Dentro de unos días se inicia la llamada «desescalada». Supone la relajación de las restricciones del estado de alarma y se amplían las posibilidades de movimiento. El debate está en de qué forma combinar la actividad económica con la salud pública. En mitad de un tira y afloja político bastante vergonzante, parece sensato que sean criterios técnicos, indicadores concretos los que, valorados por personas expertas, puedan orientar la toma de decisiones.
Y sobre ello llevo unos días dándole vueltas. El papel que tomamos y deberíamos tener en la toma de decisiones. Es evidente que el mundo al que nos incorporaremos es diferente al que teníamos antes del confinamiento. Eso que dejamos atrás adolecía de mecanismos de participación directa de las personas en la toma de decisiones de los asuntos que les afectaban, pero ¿y ahora? Teniendo en cuenta que debemos salir con el esfuerzo del conjunto de la sociedad, me pregunto.

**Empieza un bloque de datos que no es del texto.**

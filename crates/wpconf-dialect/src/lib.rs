//! wpconf Dialect
//!
//! The restricted declaration dialect of `wp-config.php` style files, without
//! a full language parser.
//!
//! # Core Concepts
//!
//! - [`Kind`]: the two declaration forms, constants and variables
//! - [`scan`]: pattern-based extraction of a [`DeclarationMap`] from text
//! - [`render`]: value codec producing literal source text from a [`serde_json::Value`]
//! - [`normalize`]: canonical one-line declaration text for a kind
//!
//! # Supported Grammar
//!
//! ```text
//! define( 'NAME', VALUE );     constant, one line, `define` is case-insensitive
//! $NAME = VALUE;               variable, one line
//! ```
//!
//! Values spanning several lines (multi-line arrays, heredocs) are not
//! recognised. Such declarations are simply absent from the scan result.
//!
//! # Example
//!
//! ```
//! use wpconf_dialect::{normalize, render, scan, Kind};
//! use serde_json::json;
//!
//! let map = scan("define('WP_DEBUG', false);\n$table_prefix = 'wp_';\n");
//! assert!(map.get(Kind::Constant, "WP_DEBUG").is_some());
//!
//! let text = normalize(Kind::Constant, "WP_DEBUG", &render(&json!(true), false));
//! assert_eq!(text, "define( 'WP_DEBUG', true );");
//! ```

#![warn(unreachable_pub)]
#![warn(missing_docs)]

// Core modules
mod codec;
mod error;
mod kind;
mod normalize;
mod scanner;

// Re-exports
pub use codec::render;
pub use error::DialectError;
pub use kind::Kind;
pub use normalize::normalize;
pub use scanner::{scan, Declaration, DeclarationMap, Lookup};

/// Version of this crate
pub const VERSION: &str = env!("CARGO_PKG_VERSION");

¿Tendrán las administraciones la sensibilidad de incluir formas de diálogo con todos los sectores sociales? ¿Es posible sumar al conocimiento experto cómo las personas viven cada situación? ¿Se producirán consultas diversas antes de cada decisión? ¿Tendrán las organizaciones sociales mecanismos internos para no estar continuamente a merced del dictado tecnocrático? ¿Será posible la creación de diálogos en los movimientos sociales más allá de los interesantísimos debates? ¿Tendrán los sindicatos la fuerza para hacer valer el valor de la clase trabajadora tal y como demuestran los actuales acontecimientos? ¿Se comprometerán los medios de comunicación con la información veraz como derecho básico frente a propaganda, dando voz a las diferentes sensibilidades sociales? ¿Incorporará el sistema educativo las voces del conjunto de la comunidad educativa?
Más allá del consecuente blindaje de lo público, como bien se está defendiendo en la campaña #PintoUnCorazónVerde ¿podemos ser una sociedad madura? ¿Será la participación sacrificada «por nuestro bien»? ¿Y la participación? ¿Dónde quedará la participación?